After having interrupted sales abroad for several months, shrimp producers in Rio Grande do Norte resumed crustacean shipments to the European market, the main consumer of their products. The first containers with shrimp sailed from ports in the northeast of the country towards Europe a few days ago.
According to the Association of Shrimp Breeders from Rio Grande do Norte, Rio Grande is expected to export half of its production in the next 12 months.
It is estimated that during 2013 the area will produce about 14,000 tonnes of shrimp, Tribuna do Norte reported. The Association data indicate that the state exported 95 per cent of all the shrimp produced, but in 2012 all local production was sold on the domestic market.
The president of the Brazilian Association of Shrimp Breeders (ABCC), Itamar Rocha, explained that the current conditions are more favorable to exports: the dollar rose again and the world shrimp supply fell.

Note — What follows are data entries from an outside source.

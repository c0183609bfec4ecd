use async_trait::async_trait;
use std::collections::VecDeque;
use std::sync::Mutex;

use crate::openai::{
    ChatChoice, ChatCompletion, ChatMessage, ChatModel, ChatRequest, FunctionCall, ToolCall,
};

/// Serves `app` on an ephemeral local port and returns its base url.
pub(crate) async fn spawn_server(app: axum::Router) -> String {
    let listener = tokio::net::TcpListener::bind("127.0.0.1:0")
        .await
        .expect("bind");
    let addr = listener.local_addr().expect("addr");
    tokio::spawn(async move {
        let _ = axum::serve(listener, app).await;
    });
    format!("http://{addr}")
}

/// Replays canned replies in order and records every request it sees.
#[derive(Default)]
pub(crate) struct ScriptedModel {
    replies: Mutex<VecDeque<anyhow::Result<ChatMessage>>>,
    requests: Mutex<Vec<ChatRequest>>,
}

impl ScriptedModel {
    pub(crate) fn new() -> Self {
        Self::default()
    }

    pub(crate) fn reply(self, message: ChatMessage) -> Self {
        self.replies.lock().unwrap().push_back(Ok(message));
        self
    }

    pub(crate) fn reply_text(self, content: &str) -> Self {
        self.reply(ChatMessage::assistant(content))
    }

    pub(crate) fn reply_tool_calls(self, calls: &[(&str, &str)]) -> Self {
        let tool_calls = calls
            .iter()
            .map(|(name, arguments)| ToolCall {
                id: format!("call_{}", uuid::Uuid::new_v4().simple()),
                call_type: "function".to_string(),
                function: FunctionCall {
                    name: name.to_string(),
                    arguments: arguments.to_string(),
                },
            })
            .collect();
        self.reply(ChatMessage {
            role: "assistant".to_string(),
            content: None,
            tool_calls: Some(tool_calls),
            tool_call_id: None,
        })
    }

    pub(crate) fn fail(self, message: &str) -> Self {
        self.replies
            .lock()
            .unwrap()
            .push_back(Err(anyhow::anyhow!(message.to_string())));
        self
    }

    pub(crate) fn requests(&self) -> Vec<ChatRequest> {
        self.requests.lock().unwrap().clone()
    }

    pub(crate) fn call_count(&self) -> usize {
        self.requests.lock().unwrap().len()
    }
}

#[async_trait]
impl ChatModel for ScriptedModel {
    async fn complete(&self, request: ChatRequest) -> anyhow::Result<ChatCompletion> {
        self.requests.lock().unwrap().push(request);
        let next = self.replies.lock().unwrap().pop_front();
        let message = match next {
            Some(reply) => reply?,
            None => anyhow::bail!("scripted model has no reply left"),
        };
        Ok(ChatCompletion {
            id: "chatcmpl-test".to_string(),
            choices: vec![ChatChoice {
                message,
                finish_reason: None,
            }],
        })
    }
}
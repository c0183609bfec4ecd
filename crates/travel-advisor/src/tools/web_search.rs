use async_trait::async_trait;
use serde_json::{json, Value};
use std::sync::Arc;

use super::{required_str, Tool};
use crate::openai::{ChatMessage, ChatModel, ChatRequest};

/// Web search backed by a search-enabled chat model.
pub(crate) struct WebSearch {
    model: Arc<dyn ChatModel>,
    model_name: String,
}

impl WebSearch {
    pub(crate) fn new(model: Arc<dyn ChatModel>, model_name: impl Into<String>) -> Self {
        Self {
            model,
            model_name: model_name.into(),
        }
    }
}

#[async_trait]
impl Tool for WebSearch {
    fn name(&self) -> &'static str {
        "web_search"
    }

    fn description(&self) -> &'static str {
        "Search the web for up-to-date information such as local events, news, \
         transport disruptions and travel advisories. Returns a cited summary."
    }

    fn parameters(&self) -> Value {
        json!({
            "type": "object",
            "properties": {
                "query": {"type": "string", "description": "Search query."}
            },
            "required": ["query"],
            "additionalProperties": false,
        })
    }

    async fn invoke(&self, args: Value) -> anyhow::Result<Value> {
        let query = required_str(&args, "query")?;
        tracing::info!("Searching the web: {query}");
        let request = ChatRequest::new(&self.model_name, vec![ChatMessage::user(query)])
            .with_web_search();
        let message = self.model.complete(request).await?.first_message()?;
        let text = message.text().trim();
        if text.is_empty() {
            anyhow::bail!("web search returned no content");
        }
        Ok(Value::String(text.to_string()))
    }
}
mod client;
mod types;

pub(crate) use client::{ChatModel, OpenAiClient};
pub(crate) use types::{
    ChatMessage, ChatRequest, OpenAiConfig, ToolCall, ToolDefinition, ToolFunction,
};
#[cfg(test)]
pub(crate) use types::{ChatChoice, ChatCompletion, FunctionCall};
use anyhow::Context;
use async_trait::async_trait;
use reqwest::Client;
use serde_json::{json, Value};
use travel_types::settings::{WeatherSettings, MAX_FORECAST_ENTRIES};
use travel_types::WeatherForecastEntry;

use super::{required_str, Tool};
use crate::http::join_base_path;

const FORECAST_PATH: &str = "/data/2.5/forecast";
/// Temperatures are always reported in Celsius.
const UNITS: &str = "metric";

pub(crate) struct WeatherClient {
    http_client: Client,
    base_url: String,
    api_key: String,
    max_entries: usize,
}

impl WeatherClient {
    pub(crate) fn new(http_client: Client, settings: &WeatherSettings, api_key: String) -> Self {
        Self {
            http_client,
            base_url: settings.base_url.clone(),
            api_key,
            max_entries: settings.forecast_entries.clamp(1, MAX_FORECAST_ENTRIES),
        }
    }

    /// Forecast for the next few 3-hour slots, or a single sentinel entry on failure.
    pub(crate) async fn forecast(&self, city: &str) -> Vec<WeatherForecastEntry> {
        tracing::info!("Fetching weather forecast for {city}...");
        match self.fetch(city).await {
            Ok(entries) => {
                tracing::info!("Fetched {} forecast entries for {city}.", entries.len());
                entries
            }
            Err(err) => {
                tracing::error!("Weather forecast error for {city}: {err:#}");
                vec![WeatherForecastEntry::error(format!("{err:#}"))]
            }
        }
    }

    async fn fetch(&self, city: &str) -> anyhow::Result<Vec<WeatherForecastEntry>> {
        let url = join_base_path(&self.base_url, FORECAST_PATH)?;
        // reqwest errors carry the url, which holds the api key.
        let response = self
            .http_client
            .get(&url)
            .query(&[
                ("q", city),
                ("units", UNITS),
                ("appid", self.api_key.as_str()),
            ])
            .send()
            .await
            .and_then(|response| response.error_for_status())
            .map_err(|err| anyhow::anyhow!("Request error: {}", err.without_url()))?;
        let data: Value = response
            .json()
            .await
            .map_err(|err| anyhow::anyhow!("Request error: {}", err.without_url()))?;
        parse_forecast(&data, self.max_entries)
    }
}

fn cod_is_ok(cod: Option<&Value>) -> bool {
    match cod {
        Some(Value::String(code)) => code == "200",
        Some(Value::Number(code)) => code.as_u64() == Some(200),
        _ => false,
    }
}

pub(crate) fn parse_forecast(
    data: &Value,
    max_entries: usize,
) -> anyhow::Result<Vec<WeatherForecastEntry>> {
    if !cod_is_ok(data.get("cod")) {
        let message = data
            .get("message")
            .and_then(Value::as_str)
            .unwrap_or("Unknown error");
        anyhow::bail!("API error: {message}");
    }
    let list = data
        .get("list")
        .and_then(Value::as_array)
        .map(Vec::as_slice)
        .unwrap_or_default();
    list.iter()
        .take(max_entries)
        .enumerate()
        .map(|(index, item)| parse_entry(item).with_context(|| format!("list[{index}]")))
        .collect()
}

fn parse_entry(item: &Value) -> anyhow::Result<WeatherForecastEntry> {
    let time = item
        .get("dt_txt")
        .and_then(Value::as_str)
        .filter(|time| !time.is_empty())
        .context("missing dt_txt")?;
    let description = item
        .pointer("/weather/0/description")
        .and_then(Value::as_str)
        .filter(|description| !description.is_empty())
        .context("missing weather[0].description")?;
    let temp = match item.pointer("/main/temp") {
        Some(Value::Number(temp)) => temp.clone(),
        _ => anyhow::bail!("missing main.temp"),
    };
    Ok(WeatherForecastEntry::new(time, description, temp))
}

pub(crate) struct GetWeatherForecast {
    client: WeatherClient,
}

impl GetWeatherForecast {
    pub(crate) fn new(client: WeatherClient) -> Self {
        Self { client }
    }
}

#[async_trait]
impl Tool for GetWeatherForecast {
    fn name(&self) -> &'static str {
        "get_weather_forecast"
    }

    fn description(&self) -> &'static str {
        "Fetch the weather forecast for a city for the next 24 hours in 3-hour steps."
    }

    fn parameters(&self) -> Value {
        json!({
            "type": "object",
            "properties": {
                "city": {"type": "string", "description": "Destination city name."}
            },
            "required": ["city"],
            "additionalProperties": false,
        })
    }

    async fn invoke(&self, args: Value) -> anyhow::Result<Value> {
        let city = required_str(&args, "city")?;
        let entries = self.client.forecast(&city).await;
        Ok(serde_json::to_value(entries)?)
    }
}

#[cfg(test)]
mod tests {
    use super::*;
    use crate::test_support::spawn_server;
    use axum::extract::Query;
    use axum::http::StatusCode;
    use axum::routing::get;
    use axum::{Json, Router};
    use std::collections::HashMap;

    fn slot(hour: u32, description: &str, temp: f64) -> Value {
        json!({
            "dt": 1_700_000_000 + hour * 3600,
            "dt_txt": format!("2024-05-01 {hour:02}:00:00"),
            "main": {"temp": temp, "humidity": 70},
            "weather": [{"main": "Rain", "description": description}],
        })
    }

    fn forecast_body(slots: usize) -> Value {
        let list: Vec<Value> = (0..slots)
            .map(|i| slot((i as u32 * 3) % 24, "light rain", 10.5 + i as f64))
            .collect();
        json!({"cod": "200", "message": 0, "cnt": slots, "list": list})
    }

    fn client_for(base_url: String) -> WeatherClient {
        let settings = WeatherSettings {
            base_url,
            ..WeatherSettings::default()
        };
        WeatherClient::new(Client::new(), &settings, "w-key".to_string())
    }

    #[test]
    fn keeps_first_eight_slots() {
        let entries = parse_forecast(&forecast_body(40), 8).expect("parse");
        assert_eq!(entries.len(), 8);
        assert_eq!(entries[0].time, "2024-05-01 00:00:00");
        assert_eq!(entries[0].description, "light rain");
        assert_eq!(entries[0].temp, "10.5°C");
        assert!(entries
            .iter()
            .all(|e| !e.time.is_empty() && !e.description.is_empty() && !e.temp.is_empty()));
    }

    #[test]
    fn short_list_is_returned_whole() {
        let entries = parse_forecast(&forecast_body(3), 8).expect("parse");
        assert_eq!(entries.len(), 3);
    }

    #[test]
    fn api_error_code_uses_upstream_message() {
        let err = parse_forecast(&json!({"cod": "404", "message": "city not found"}), 8)
            .unwrap_err();
        assert_eq!(err.to_string(), "API error: city not found");
        let err = parse_forecast(&json!({"cod": 401}), 8).unwrap_err();
        assert_eq!(err.to_string(), "API error: Unknown error");
    }

    #[test]
    fn missing_field_is_parse_error() {
        let mut body = forecast_body(2);
        body["list"][1]["weather"] = json!([]);
        let err = parse_forecast(&body, 8).unwrap_err();
        assert!(format!("{err:#}").contains("weather[0].description"));
    }

    #[tokio::test]
    async fn forecast_sends_metric_query() {
        let app = Router::new().route(
            "/data/2.5/forecast",
            get(|Query(params): Query<HashMap<String, String>>| async move {
                if params.get("q").map(String::as_str) != Some("São Paulo")
                    || params.get("units").map(String::as_str) != Some("metric")
                    || params.get("appid").map(String::as_str) != Some("w-key")
                {
                    return Json(json!({"cod": "400", "message": "bad query"}));
                }
                Json(forecast_body(16))
            }),
        );
        let base = spawn_server(app).await;
        let entries = client_for(base).forecast("São Paulo").await;
        assert_eq!(entries.len(), 8);
        assert!(entries.iter().all(|e| !e.is_error()));
    }

    #[tokio::test]
    async fn oversized_window_still_returns_one_day_in_celsius() {
        let app = Router::new().route(
            "/data/2.5/forecast",
            get(|Query(params): Query<HashMap<String, String>>| async move {
                assert_eq!(params.get("units").map(String::as_str), Some("metric"));
                Json(forecast_body(40))
            }),
        );
        let base = spawn_server(app).await;
        let settings = WeatherSettings {
            base_url: base,
            forecast_entries: 40,
        };
        let client = WeatherClient::new(Client::new(), &settings, "w-key".to_string());
        let entries = client.forecast("Oslo").await;
        assert_eq!(entries.len(), 8);
        assert!(entries.iter().all(|e| e.temp.ends_with("°C")));
    }

    #[tokio::test]
    async fn http_failure_yields_single_sentinel() {
        let app = Router::new().route(
            "/data/2.5/forecast",
            get(|| async { (StatusCode::UNAUTHORIZED, "invalid api key") }),
        );
        let base = spawn_server(app).await;
        let entries = client_for(base).forecast("Oslo").await;
        assert_eq!(entries.len(), 1);
        assert!(entries[0].is_error());
        assert!(entries[0].description.starts_with("Parsing error: Request error"));
        assert!(!entries[0].description.contains("w-key"));
    }

    #[tokio::test]
    async fn tool_requires_city() {
        let tool = GetWeatherForecast::new(client_for("http://127.0.0.1:9".to_string()));
        assert!(tool.invoke(json!({})).await.is_err());
    }
}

The decline in shrimp production in China, Thailand and Vietnam -- impaired by the early mortality syndrome -- has opened the way to producers from Rio Grande, who expect to expand the volume of exports by 50 per cent in the next 12 months.
Sérgio Lima, CEO of Potiporã Aquicultura (a company belonging to Queiroz Galvão Group) expects a leap in production.
"In 2012, we produced 3,000 tonnes. This year, we must produce about 6,500 tonnes. The idea is to further increase the volume in the next 12 months, exceeding 7,000 tonnes," stated the executive.
"We have already received orders from China and Russia. Before we exported only to Europe," he added.
This year, the company expects to export about 90 tonnes of shrimp, and a good part of the shipment would go to France.
"We are taking this opportunity. We had not planned that," the entrepreneur continued explaining.
Other firms from Rio Grande are also taking advantage of this new environment, such as, Trêsm.
In this regard, Orígenes Monte, director of the firm and president of the Associations of Shrimp Breeders from Rio Grande do Norte and advisor to the Brazilian Association said BRL 1 million (USD 416,000) is being invested in the construction of more nurseries to hold the shrimp larvae.
The entrepreneur expects to increase its production, which had initially been designed at 420 tonnes annually, by nearly 50 per cent,
"All what has been produced this month was purchased by the southern and the southeastern states. Exports will begin in September," he revealed.
The coordinator of Commerce and Services of Rio Grande, Otomar Lopes Cardoso, estimates about 2,000 direct jobs will be created thanks to the revival of exports of shrimp, Globo.com reported.